I'm going to modify my approach to this blog since my current rate of postings leaves quite a bit to be desired. I tend to ramble on at length about topics, something I rather enjoy but which takes quite a bit of time. While I will continue to do so, I really only have time for that length of post about once a week (as I'm sure you've all gathered by now). Instead of doing a Quick Hits post each week, the blog will now feature that sort of short, stream of consciousness post on roughly a daily basis with a longer, more considered post once or so a week. We'll see how this works until I have even less time.

For today I'm going to mention two stories that came out of BookExpo but didn't get much (well, and really) mention until ICV2 ran stories on them. The first is the addition of Comics to Houghton Mifflin's Best American series (you know, Best American Mystery Stories, Best American Travel Writing etc). Coupled with Alison Bechdel's Fun Home, it makes for a nice step into comic literature, especially since it will be edited by Harvey Pekar. While it will sell here (I'm expecting roughly on par with McSweeney's #13), this isn't a book that is intended for the direct market at all. It should act as an excellent gateway book, however, especially since it will fit in nicely in those Best American displays that POP up at chain bookstores (wow, retail puns, I really am running low on intelligent thought).

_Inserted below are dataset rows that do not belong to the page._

use pretty_assertions::assert_eq;
use std::path::Path;
use superstore_insights::aggregator::{
    discount_profit_correlation, kpi_summary, summarize, GroupKey, DEFAULT_METRICS,
};
use superstore_insights::dataset::{Dataset, Field, Record};
use superstore_insights::output::{report_to_string, validate_path, write_report, Report};

fn create_test_report() -> Report {
    let dataset = Dataset::new(vec![
        Record {
            region: "West".to_string(),
            category: "Technology".to_string(),
            sub_category: "Phones".to_string(),
            ship_mode: "First Class".to_string(),
            sales: 200.0,
            profit: 50.0,
            discount: 0.0,
            ..Default::default()
        },
        Record {
            region: "East".to_string(),
            category: "Furniture".to_string(),
            sub_category: "Tables".to_string(),
            ship_mode: "Standard Class".to_string(),
            sales: 100.0,
            profit: -25.0,
            discount: 0.4,
            ..Default::default()
        },
    ]);
    let by = |key: GroupKey| summarize(dataset.records(), &key, &DEFAULT_METRICS).unwrap();

    Report {
        version: "1.0.0".to_string(),
        source: "test.csv".to_string(),
        generated_at: "2024-01-01T00:00:00+00:00".to_string(),
        kpis: kpi_summary(&dataset).unwrap(),
        regions: by(Field::Region.into()),
        categories: by(GroupKey::Composite(vec![Field::Category, Field::SubCategory])),
        loss_drivers: by(Field::Region.into()).head(0),
        discount_profit_correlation: discount_profit_correlation(&dataset).unwrap(),
        ship_modes: by(Field::ShipMode.into()),
        monthly: by(Field::Region.into()),
    }
}

#[test]
fn test_report_json_shape() {
    let json: serde_json::Value =
        serde_json::from_str(&report_to_string(&create_test_report()).unwrap()).unwrap();

    assert_eq!(json["kpis"]["total_sales"], 300.0);
    assert_eq!(json["regions"]["metrics"], serde_json::json!(["Sales", "Profit"]));
    assert_eq!(
        json["categories"]["group_key"],
        serde_json::json!(["Category", "Sub-Category"])
    );
    assert_eq!(json["regions"]["rows"][0]["key"], serde_json::json!(["West"]));
    assert_eq!(json["regions"]["rows"][0]["profit_margin"], 0.25);
    assert_eq!(json["loss_drivers"]["rows"], serde_json::json!([]));
    assert_eq!(
        json["discount_profit_correlation"]["labels"],
        serde_json::json!(["Discount", "Profit"])
    );
}

#[test]
fn test_undefined_margin_serializes_as_null() {
    let records = vec![Record {
        region: "North".to_string(),
        ..Default::default()
    }];
    let table = summarize(&records, &Field::Region.into(), &DEFAULT_METRICS).unwrap();

    let json = serde_json::to_value(&table).unwrap();

    assert_eq!(json["rows"][0]["profit_margin"], serde_json::Value::Null);
}

#[test]
fn test_write_report_creates_parent_dirs() {
    let temp_dir = tempfile::tempdir().unwrap();
    let nested_path = temp_dir.path().join("nested/dirs/report.json");

    write_report(&create_test_report(), &nested_path).unwrap();

    assert!(nested_path.exists());
}

#[test]
fn test_validate_output_path_empty() {
    assert!(validate_path(Path::new("")).is_err());
}

#[test]
fn test_validate_output_path_directory() {
    let temp_dir = tempfile::tempdir().unwrap();
    assert!(validate_path(temp_dir.path()).is_err());
}
//! SVG chart output writer.

use crate::utils::error::OutputError;
use log::{debug, info};
use std::fs::File;
use std::io::{BufWriter, Write};
use std::path::Path;

/// Write SVG content to a file
///
/// **Public** - main entry point for chart output
///
/// # Arguments
/// * `svg_content` - SVG string from the chart generator
/// * `output_path` - Path to output SVG file
///
/// # Errors
/// * `OutputError::WriteFailed` - I/O error during write
/// * `OutputError::InvalidPath` - Path is invalid
///
/// # Example
/// ```ignore
/// let svg = render_table_chart(&region_summary, &spec, None)?;
/// write_svg(&svg, "charts/profit_margin_by_region.svg")?;
/// ```
pub fn write_svg(svg_content: &str, output_path: impl AsRef<Path>) -> Result<(), OutputError> {
    let output_path = output_path.as_ref();

    info!("Writing SVG to: {}", output_path.display());

    super::validate_path(output_path)?;
    super::ensure_parent_dir(output_path)?;

    if output_path.extension().map_or(true, |ext| ext != "svg") {
        debug!("File does not have .svg extension: {}", output_path.display());
    }

    let file = File::create(output_path).map_err(OutputError::WriteFailed)?;
    let mut writer = BufWriter::new(file);

    writer
        .write_all(svg_content.as_bytes())
        .map_err(OutputError::WriteFailed)?;
    writer.flush().map_err(OutputError::WriteFailed)?;

    let file_size = svg_content.len();
    info!(
        "SVG written successfully ({} bytes, {:.2} KB)",
        file_size,
        file_size as f64 / 1024.0
    );

    Ok(())
}
//! Aggregation of transaction records into summaries and metrics.
//!
//! This module transforms a loaded dataset into:
//! - Grouped summary tables (sales, profit, margin per dimension)
//! - Headline KPIs
//! - Correlation statistics

pub mod metrics;
pub mod summarizer;

// Re-export main types and functions
pub use metrics::{
    correlation_matrix, discount_profit_correlation, kpi_summary, pearson_correlation,
    CorrelationMatrix, Kpis,
};
pub use summarizer::{
    summarize, summarize_with_options, GroupKey, SortOrder, SummarizeOptions, SummaryRow,
    SummaryTable, ZeroDenominator, DEFAULT_METRICS,
};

The second story discussed a new graphic novel line from Osprey Publishing. I picked up an advance copy of Gamble for Victory -- Battle of Gettysburg at BEA and I'll have to dig it out of the stack of books I picked up there and have yet to sit down and read. It's written by Dan Abnett (of Abnett & Lanning, who wrote Legion before Waid's reboot and just finished up Majestic) and if I recall correctly is something of an amalgam of comic and historical reference. I do remember thinking it was a good idea and several people over at the Engine seem to agree (though quite a bit of that thread is an entertaining, if tangential, disagreement between Ellis and Colleen Doran regarding Boadiccea). I'm all for variety and had an elementary school history teacher in the other day asking about history comics in general and (non-Marvel) Civil War comics in particular so I certainly see a market for it. I do think it might be beneficial to publish them in a hardcover format as well, though, since there would certainly seem to be a market for them among school libraries (and in my experience, if there's one thing that librarians hate, it's the lack of durability that come with paperbacks).